March 16th, 2010

children of dune - leto 1

in which i rant on nothing actually relevant to anyone

Cracked.com - apparently the place I can actually spend eight hours surfing when the servers go down. I mean, doing this with wikipedia at least gave me like, plausible deniability in that it was semi-educational and you know, I was getting in good with the Illuminati, but I'm much less copasetic laughing hard enough to get the attention of my boss.

Why are they so hilarious?

However, The 7 Commandments All Video Games Should Obey, oh my God, yes.

Let me explain.

I own a babygamer, aka Child. I used to spend quality time myself in seven hour stretches in Final Fantasy VII, not to mention a childhood of Zeldas and Marios and whatever I could get my hands on that would fit with a ColecoVision, Atari, Nintendo, Super Nintendo, Nintendo 64, GameCube, Playstation, Playstation 2, 3, Wii, X-Box 360 we are your fucking audience, get it? The thing is, parenthood did not change this--children are useful for bringing one beverages and helping you keep track items in the dungeons, seriously, gamers take note, kids are excellent slave labor. I cannot recommend this highly enough once they understand single word verbal commands and have good enough hand-eye coordination to get things from the fridge, mmkay?

However, let me tell you about Final Fantasy VII, in which I took my discs and tried to break them in a hysterical fit because you kept making me do stupid shit for hours. I am willing to put in the time to get the gear to kill the thing and explore the continent. But if I have to redo it five times because you want to extend your gameplay and had to travel epic lengths of continent on unreliable little mule-like creatures while three quarters of my team was dead to get to the goddamn save points, fuck it, I found Voyager fanfiction.

Seriously. That's how I ended up in fandom. Which is a life lesson we can all learn from. Throw your CDs at the wall, join PTF and ASC, three months later, you are writing about the crew of Voyager being infected with parasites and writing highly awkward porn.

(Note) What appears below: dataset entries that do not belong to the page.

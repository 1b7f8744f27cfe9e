//! Bundled multi-section response parsing and application.
//!
//! # Responsibility
//! - Parse a single generation reply carrying updates for several sections.
//! - Route each block to the Daily Log merge engine or the section replacer.
//!
//! # Invariants
//! - Blocks are separated by lines containing only `---`.
//! - A block's first line is `Title:`; the title match against the allowed
//!   set is exact and case-sensitive.
//! - `<empty>` or fully blank content means "no change" for that block.
//! - A malformed or unknown block is skipped; it never aborts the rest of
//!   the batch.

use crate::document::daily_log::merge_daily_log_entry;
use crate::document::section::replace_section;
use crate::model::{DAILY_LOG_TITLE, EMPTY_BLOCK_SENTINEL};
use log::debug;

/// One well-formed block of a bundled reply.
#[derive(Debug, Clone, PartialEq, Eq)]
pub struct BundledBlock {
    /// Section title taken from the `Title:` line.
    pub title: String,
    /// Trimmed block content below the title line.
    pub content: String,
}

/// Splits a bundled reply into its well-formed, non-empty blocks.
///
/// Blocks without a `Title:` first line and blocks whose content is blank or
/// the `<empty>` sentinel are dropped.
pub fn parse_bundled_response(response: &str) -> Vec<BundledBlock> {
    response
        .split('\n')
        .collect::<Vec<_>>()
        .split(|line| line.trim() == "---")
        .filter_map(|block_lines| parse_block(&block_lines.join("\n")))
        .collect()
}

fn parse_block(block: &str) -> Option<BundledBlock> {
    let block = block.trim();
    let (title_line, content) = block.split_once('\n').unwrap_or((block, ""));
    let title = title_line.trim().strip_suffix(':')?.trim();
    if title.is_empty() {
        return None;
    }
    let content = content.trim();
    if content.is_empty() || content == EMPTY_BLOCK_SENTINEL {
        debug!("event=bundle_block module=document status=skip reason=empty title={title}");
        return None;
    }
    Some(BundledBlock {
        title: title.to_string(),
        content: content.to_string(),
    })
}

/// Applies a bundled reply to the document.
///
/// Only blocks whose title appears in `section_titles` are applied; `Daily
/// Log` blocks go through the merge engine, all others through
/// [`replace_section`]. The result is always a best-effort document.
pub fn apply_bundled_response(doc: &str, response: &str, section_titles: &[&str]) -> String {
    let mut doc = doc.to_string();
    for block in parse_bundled_response(response) {
        if !section_titles.iter().any(|title| *title == block.title) {
            debug!(
                "event=bundle_block module=document status=skip reason=unknown_title title={}",
                block.title
            );
            continue;
        }
        doc = if block.title == DAILY_LOG_TITLE {
            merge_daily_log_entry(&doc, &block.content)
        } else {
            replace_section(&doc, &block.title, &block.content)
        };
    }
    doc
}

#[cfg(test)]
mod tests {
    use super::{parse_bundled_response, BundledBlock};

    #[test]
    fn parses_blocks_split_on_separator_lines() {
        let blocks = parse_bundled_response("Goals:\nG2\n---\nOverview:\nNew overview");
        assert_eq!(
            blocks,
            vec![
                BundledBlock {
                    title: "Goals".to_string(),
                    content: "G2".to_string(),
                },
                BundledBlock {
                    title: "Overview".to_string(),
                    content: "New overview".to_string(),
                },
            ]
        );
    }

    #[test]
    fn skips_empty_sentinel_and_blank_blocks() {
        let blocks = parse_bundled_response("Goals:\n<empty>\n---\nOverview:\n\n---\nRisks:\nR1");
        assert_eq!(blocks.len(), 1);
        assert_eq!(blocks[0].title, "Risks");
    }

    #[test]
    fn skips_blocks_without_a_title_colon() {
        let blocks = parse_bundled_response("no colon here\nbody\n---\nGoals:\nG2");
        assert_eq!(blocks.len(), 1);
        assert_eq!(blocks[0].title, "Goals");
    }

    #[test]
    fn keeps_multiline_content() {
        let blocks = parse_bundled_response("Daily Log:\n### 2024-01-01\n- a\n- b");
        assert_eq!(blocks[0].content, "### 2024-01-01\n- a\n- b");
    }
}
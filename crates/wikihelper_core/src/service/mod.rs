//! Use-case services over the document engine.
//!
//! # Responsibility
//! - Define the typed boundary to the generation collaborator.
//! - Orchestrate load -> prompt -> suggest -> apply -> save flows.
//!
//! # Invariants
//! - Services never hand untyped collaborator output into the document
//!   engine; replies are decoded to `Result<String, SuggestError>` first.

pub mod provider;
pub mod wiki_service;

pub use provider::{SuggestError, SuggestionProvider};
pub use wiki_service::{WikiService, WikiServiceError};
//! Daily Log merge engine and trailing-window filter.
//!
//! # Responsibility
//! - Merge a dated contribution into the Daily Log section without ever
//!   duplicating a date header.
//! - Project the dated sub-entries inside a trailing calendar window.
//!
//! # Invariants
//! - Blank input, the no-new-entries sentinel, and contributions without a
//!   valid `### YYYY-MM-DD` first line leave the document unchanged.
//! - Same-date contributions are joined by a single line break; new dates
//!   are appended after one blank line, never reordering prior dates.
//! - The window filter mutates nothing and silently skips chunks whose
//!   header does not parse as a calendar date.

use crate::document::doc_lines;
use crate::document::heading::parse_heading;
use crate::document::section::{append_new_section, locate_span};
use crate::model::{LogEntry, DAILY_LOG_TITLE, NO_NEW_ENTRIES_SENTINEL, RECENT_WINDOW_DAYS};
use chrono::{Days, NaiveDate};
use log::debug;
use once_cell::sync::Lazy;
use regex::Regex;

static DATE_HEADING_RE: Lazy<Regex> =
    Lazy::new(|| Regex::new(r"^\s*###\s+(\d{4}-\d{2}-\d{2})\s*$").expect("valid date heading regex"));

/// Parses a `### YYYY-MM-DD` line into its calendar date.
///
/// Returns `None` for non-headings, other levels, and date-shaped strings
/// that are not real dates (e.g. `2024-13-40`).
fn parse_date_heading(line: &str) -> Option<NaiveDate> {
    let caps = DATE_HEADING_RE.captures(line)?;
    NaiveDate::parse_from_str(caps.get(1)?.as_str(), "%Y-%m-%d").ok()
}

fn is_entry_heading(line: &str) -> bool {
    parse_heading(line).map_or(false, |heading| heading.level == 3)
}

/// Merges one generated contribution into the Daily Log section.
///
/// The contribution must start with a `### YYYY-MM-DD` header; its remaining
/// lines are the entry body. The Daily Log section is created at the end of
/// the document when absent. All refusal paths return the input unchanged.
pub fn merge_daily_log_entry(doc: &str, contribution: &str) -> String {
    let trimmed = contribution.trim();
    if trimmed.is_empty() || trimmed == NO_NEW_ENTRIES_SENTINEL {
        debug!("event=daily_log_merge module=document status=noop reason=sentinel");
        return doc.to_string();
    }

    let mut contribution_lines = trimmed.split('\n');
    let first_line = contribution_lines.next().unwrap_or("");
    let Some(date) = parse_date_heading(first_line) else {
        // The generation contract requires a date header; violations are
        // dropped here rather than propagated.
        debug!("event=daily_log_merge module=document status=noop reason=missing_date_header");
        return doc.to_string();
    };
    let new_body = contribution_lines.collect::<Vec<_>>().join("\n");
    let new_body = new_body.trim();

    let lines = doc_lines(doc);
    let Some(span) = locate_span(&lines, DAILY_LOG_TITLE) else {
        debug!("event=daily_log_merge module=document status=ok created_section=true date={date}");
        return append_new_section(doc, DAILY_LOG_TITLE, trimmed);
    };

    let existing_entry = (span.body_start..span.body_end)
        .find(|&idx| parse_date_heading(lines[idx]) == Some(date));

    let mut out: Vec<&str> = Vec::with_capacity(lines.len() + 4);
    match existing_entry {
        Some(entry_idx) => {
            if new_body.is_empty() {
                return doc.to_string();
            }
            let entry_end = ((entry_idx + 1)..span.body_end)
                .find(|&idx| is_entry_heading(lines[idx]))
                .unwrap_or(span.body_end);
            // Append right after the entry's last non-blank line, keeping a
            // single line break between merged contributions.
            let mut insert_after = entry_idx;
            for idx in (entry_idx + 1)..entry_end {
                if !lines[idx].trim().is_empty() {
                    insert_after = idx;
                }
            }
            out.extend_from_slice(&lines[..=insert_after]);
            out.extend(new_body.split('\n'));
            out.extend_from_slice(&lines[insert_after + 1..]);
            debug!("event=daily_log_merge module=document status=ok merged_existing=true date={date}");
        }
        None => {
            // New date: append after the section's existing content,
            // separated by one blank line.
            let mut insert_after = span.header_idx;
            for idx in span.body_start..span.body_end {
                if !lines[idx].trim().is_empty() {
                    insert_after = idx;
                }
            }
            out.extend_from_slice(&lines[..=insert_after]);
            out.push("");
            out.push(first_line.trim());
            if !new_body.is_empty() {
                out.extend(new_body.split('\n'));
            }
            out.extend_from_slice(&lines[insert_after + 1..]);
            debug!("event=daily_log_merge module=document status=ok merged_existing=false date={date}");
        }
    }
    out.join("\n")
}

/// Collects the dated sub-entries of a Daily Log body that fall within the
/// trailing window `[as_of - 7 days, as_of]`, both ends inclusive.
///
/// Chunks start at level-3 headings; text before the first heading and
/// chunks without a parsable date are skipped. Pure projection, no mutation.
pub fn collect_recent_log_entries(daily_log_body: &str, as_of: NaiveDate) -> Vec<LogEntry> {
    let window_start = as_of
        .checked_sub_days(Days::new(RECENT_WINDOW_DAYS))
        .unwrap_or(NaiveDate::MIN);

    let mut entries = Vec::new();
    let mut current_date: Option<NaiveDate> = None;
    let mut current_text: Vec<&str> = Vec::new();

    let mut flush = |date: Option<NaiveDate>, text: &mut Vec<&str>| {
        if let Some(date) = date {
            if date >= window_start && date <= as_of {
                entries.push(LogEntry::new(date, text.join("\n").trim()));
            }
        }
        text.clear();
    };

    for line in daily_log_body.split('\n') {
        if is_entry_heading(line) {
            flush(current_date.take(), &mut current_text);
            current_date = parse_date_heading(line);
        } else if current_date.is_some() {
            current_text.push(line);
        }
    }
    flush(current_date, &mut current_text);

    entries
}
//! Project wiki storage.
//!
//! # Responsibility
//! - Define the storage contract the document engine's callers rely on.
//! - Provide the filesystem implementation: one `{project}.md` per project
//!   under a wiki directory.
//!
//! # Invariants
//! - A project name never escapes the wiki directory (no separators, no
//!   traversal segments).
//! - `create_project` refuses to overwrite an existing wiki.
//! - Documents are read and written whole; partial writes are not part of
//!   the contract.

use log::info;
use std::error::Error;
use std::fmt::{Display, Formatter};
use std::fs;
use std::io::ErrorKind;
use std::path::{Path, PathBuf};

const WIKI_EXTENSION: &str = "md";

pub type StoreResult<T> = Result<T, StoreError>;

/// Storage-layer error.
#[derive(Debug)]
pub enum StoreError {
    /// Underlying filesystem failure.
    Io(std::io::Error),
    /// Project name is empty or contains path segments.
    InvalidProjectName(String),
    /// `create_project` target already exists.
    ProjectExists(String),
}

impl Display for StoreError {
    fn fmt(&self, f: &mut Formatter<'_>) -> std::fmt::Result {
        match self {
            Self::Io(err) => write!(f, "{err}"),
            Self::InvalidProjectName(name) => write!(f, "invalid project name: `{name}`"),
            Self::ProjectExists(name) => write!(f, "project already exists: `{name}`"),
        }
    }
}

impl Error for StoreError {
    fn source(&self) -> Option<&(dyn Error + 'static)> {
        match self {
            Self::Io(err) => Some(err),
            Self::InvalidProjectName(_) | Self::ProjectExists(_) => None,
        }
    }
}

impl From<std::io::Error> for StoreError {
    fn from(value: std::io::Error) -> Self {
        Self::Io(value)
    }
}

/// Storage contract for whole-document wiki persistence.
pub trait WikiStore {
    /// Lists known project names, sorted.
    fn list_projects(&self) -> StoreResult<Vec<String>>;
    /// Loads one project's full document, or `None` when it does not exist.
    fn load(&self, project: &str) -> StoreResult<Option<String>>;
    /// Writes one project's full document.
    fn save(&self, project: &str, content: &str) -> StoreResult<()>;
    /// Creates a new project seeded from the template and returns its
    /// initial document.
    fn create_project(&self, project: &str) -> StoreResult<String>;
}

/// Filesystem-backed wiki store rooted at one directory.
pub struct FsWikiStore {
    root: PathBuf,
}

impl FsWikiStore {
    pub fn new(root: impl Into<PathBuf>) -> Self {
        Self { root: root.into() }
    }

    pub fn root(&self) -> &Path {
        &self.root
    }

    fn project_path(&self, project: &str) -> StoreResult<PathBuf> {
        let name = project.trim();
        if name.is_empty()
            || name == "."
            || name == ".."
            || name.contains(['/', '\\'])
        {
            return Err(StoreError::InvalidProjectName(project.to_string()));
        }
        Ok(self.root.join(format!("{name}.{WIKI_EXTENSION}")))
    }

    fn ensure_root(&self) -> StoreResult<()> {
        fs::create_dir_all(&self.root)?;
        Ok(())
    }
}

impl WikiStore for FsWikiStore {
    fn list_projects(&self) -> StoreResult<Vec<String>> {
        self.ensure_root()?;
        let mut projects = Vec::new();
        for entry in fs::read_dir(&self.root)? {
            let path = entry?.path();
            if path.extension().and_then(|ext| ext.to_str()) != Some(WIKI_EXTENSION) {
                continue;
            }
            if let Some(stem) = path.file_stem().and_then(|stem| stem.to_str()) {
                projects.push(stem.to_string());
            }
        }
        projects.sort();
        Ok(projects)
    }

    fn load(&self, project: &str) -> StoreResult<Option<String>> {
        let path = self.project_path(project)?;
        match fs::read_to_string(&path) {
            Ok(content) => Ok(Some(content)),
            Err(err) if err.kind() == ErrorKind::NotFound => Ok(None),
            Err(err) => Err(err.into()),
        }
    }

    fn save(&self, project: &str, content: &str) -> StoreResult<()> {
        let path = self.project_path(project)?;
        self.ensure_root()?;
        fs::write(&path, content)?;
        info!("event=wiki_save module=store status=ok project={project}");
        Ok(())
    }

    fn create_project(&self, project: &str) -> StoreResult<String> {
        let path = self.project_path(project)?;
        if path.exists() {
            return Err(StoreError::ProjectExists(project.trim().to_string()));
        }
        self.ensure_root()?;
        let content = project_template(project.trim());
        fs::write(&path, &content)?;
        info!("event=wiki_create module=store status=ok project={project}");
        Ok(content)
    }
}

/// Initial document for a new project wiki.
pub fn project_template(name: &str) -> String {
    format!(
        "# Project: {name}\n\n## Overview\n\n## Goals\n\n## Key Features\n\n\
         ## Risks/Mitigations\n\n## Daily Log\n"
    )
}
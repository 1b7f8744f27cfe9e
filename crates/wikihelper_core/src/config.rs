//! Application configuration.
//!
//! # Responsibility
//! - Load and validate the JSON settings file (API key, API url, wiki
//!   folder).
//!
//! # Invariants
//! - A missing or placeholder API key is rejected at load time, before any
//!   generation request can be attempted.

use serde::Deserialize;
use std::error::Error;
use std::fmt::{Display, Formatter};
use std::path::{Path, PathBuf};

/// Value shipped in the settings template; never a usable key.
pub const API_KEY_PLACEHOLDER: &str = "YOUR_API_KEY_GOES_HERE";

const DEFAULT_API_URL: &str = "https://api.openai.com/v1/chat/completions";

/// Configuration load/validation error.
#[derive(Debug)]
pub enum ConfigError {
    /// Settings file could not be read.
    Io(std::io::Error),
    /// Settings file is not valid JSON for [`WikiConfig`].
    Parse(serde_json::Error),
    /// API key is absent, blank, or still the template placeholder.
    MissingApiKey,
}

impl Display for ConfigError {
    fn fmt(&self, f: &mut Formatter<'_>) -> std::fmt::Result {
        match self {
            Self::Io(err) => write!(f, "failed to read settings file: {err}"),
            Self::Parse(err) => write!(f, "invalid settings file: {err}"),
            Self::MissingApiKey => write!(
                f,
                "API key is not configured; set `api_key` in the settings file"
            ),
        }
    }
}

impl Error for ConfigError {
    fn source(&self) -> Option<&(dyn Error + 'static)> {
        match self {
            Self::Io(err) => Some(err),
            Self::Parse(err) => Some(err),
            Self::MissingApiKey => None,
        }
    }
}

/// Validated application settings.
#[derive(Debug, Clone, Deserialize)]
pub struct WikiConfig {
    /// Bearer token for the generation endpoint.
    pub api_key: String,
    /// Generation endpoint url.
    #[serde(default = "default_api_url")]
    pub api_url: String,
    /// Directory holding one `{project}.md` file per project.
    pub wiki_dir: PathBuf,
}

fn default_api_url() -> String {
    DEFAULT_API_URL.to_string()
}

impl WikiConfig {
    /// Parses and validates settings from JSON text.
    pub fn from_json(text: &str) -> Result<Self, ConfigError> {
        let config: Self = serde_json::from_str(text).map_err(ConfigError::Parse)?;
        config.validate()?;
        Ok(config)
    }

    /// Loads and validates settings from a JSON file.
    pub fn load(path: &Path) -> Result<Self, ConfigError> {
        let text = std::fs::read_to_string(path).map_err(ConfigError::Io)?;
        Self::from_json(&text)
    }

    fn validate(&self) -> Result<(), ConfigError> {
        let key = self.api_key.trim();
        if key.is_empty() || key == API_KEY_PLACEHOLDER {
            return Err(ConfigError::MissingApiKey);
        }
        Ok(())
    }
}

I am not saying there was a Golden Age here, I am saying my thirteen year old beat Halo 3 and Halo 3 ODST in under three weeks, and I won't talk about Assassin's Creed because that was money not well spent. There is a pile devoted to the Modern Warfare franchise that hurts me. There is a reason a lot of people who otherwise kept spreadsheets and whose children learned how to use a controller and a keyboard before they could speak full sentences get hot for Wii Play, Wii Sports, and goddamn Farmville. Sure, they are repetitious and make us wonder what kind of people we've become, but they didn't make me ride stupid little mule-things that kicked me off when I was almost at the save point just to watch me die as dawn broke across the horizon (in real time). After six hours of gameplay. Before my Human Sexuality test. Also, Wii Bowling rocks. (I do not play Farmville. I wish it to burn to the ground. My mother and several coworkers of multi-ethnic groups of various ages up to eighty spend quality time worrying in chat about their fields. I have never seen anything more terrifying. Then they ask me to gift them with a nail. This has to stop.)

Which is part of the reason I refused to go near anything game related. Every time I am tempted? I remember those mule-things. And wtf about Ariel? THAT WAS SO NOT ON.

To be fair, I am badly tempted by the new Silent Hill: Shattered Memories. I am not giving in, but I am saying, I may have more than once stroked it lovingly and thought about teh nightmares I would have should I want to sleep (which I'd be playing, so I wouldn't).

Speaking of, anyone have any recs for games that he will not a.) finish in two weeks and make me hate the gaming industry and b.) be bored with? I'd like something with a storyline, but FPS is fine as long as there is a neat assortment of weapons and something vaguely resembling a strategy. Any platform is fine but PC. We have burned through Halo, Modern Warfare, anything with the word "Assassin" in it, and he refuses Star Wars for reasons that don't make sense but have something to do with Anakin being a douche (which I guess actually does make sense).